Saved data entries

- Opening Delimiter -

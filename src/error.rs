//! Error taxonomy.  `ProxyError` is what a caller can see; `ExtensionError`
//! never leaves the pipeline.

use axum::http::StatusCode;
use axum::response::{IntoResponse, Response};
use axum::Json;
use serde_json::{json, Value};

#[derive(Debug, thiserror::Error)]
pub enum ProxyError {
    #[error("{0}")]
    InvalidRequest(String),
    #[error("{0}")]
    Authentication(String),
    #[error("{0}")]
    PayloadTooLarge(String),
    /// Upstream answered with a non-2xx status.  `body` is the raw payload.
    #[error("upstream returned {}: {}", .status.as_u16(), .body)]
    Upstream { status: StatusCode, body: String },
    /// The upstream could not be reached or the response could not be read.
    #[error("upstream request failed: {0}")]
    Transport(String),
}

impl ProxyError {
    pub fn status(&self) -> StatusCode {
        match self {
            ProxyError::InvalidRequest(_) => StatusCode::BAD_REQUEST,
            ProxyError::Authentication(_) => StatusCode::UNAUTHORIZED,
            ProxyError::PayloadTooLarge(_) => StatusCode::PAYLOAD_TOO_LARGE,
            ProxyError::Upstream { status, .. } => *status,
            ProxyError::Transport(_) => StatusCode::BAD_GATEWAY,
        }
    }

    fn kind(&self) -> &'static str {
        match self {
            ProxyError::InvalidRequest(_) | ProxyError::PayloadTooLarge(_) => {
                "invalid_request_error"
            }
            ProxyError::Authentication(_) => "authentication_error",
            ProxyError::Upstream { .. } | ProxyError::Transport(_) => "server_error",
        }
    }

    /// JSON body returned to the caller.  Upstream bodies that are valid JSON
    /// are passed through untouched.
    pub fn body(&self) -> Value {
        if let ProxyError::Upstream { body, .. } = self {
            if let Ok(parsed) = serde_json::from_str::<Value>(body) {
                return parsed;
            }
            return error_body(self.kind(), body);
        }
        error_body(self.kind(), &self.to_string())
    }
}

/// `{"error": {"type": .., "message": ..}}`
pub fn error_body(kind: &str, message: &str) -> Value {
    json!({ "error": { "type": kind, "message": message } })
}

impl IntoResponse for ProxyError {
    fn into_response(self) -> Response {
        (self.status(), Json(self.body())).into_response()
    }
}

#[derive(Debug, thiserror::Error)]
pub enum ExtensionError {
    #[error("extension transport error: {0}")]
    Transport(#[from] reqwest::Error),
    #[error("extension hook {hook} answered with status {status}")]
    Status { hook: &'static str, status: u16 },
    #[error("extension hook {hook} returned an undecodable body: {source}")]
    Decode {
        hook: &'static str,
        #[source]
        source: serde_json::Error,
    },
    #[error("extension hook failed: {0}")]
    Hook(String),
}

- Closing Delimiter -

The problem
Wherever the string "static" is found in the entries, copy the line it sits in.

Task solution
    fn kind(&self) -> &'static str {
    Status { hook: &'static str, status: u16 },
        hook: &'static str,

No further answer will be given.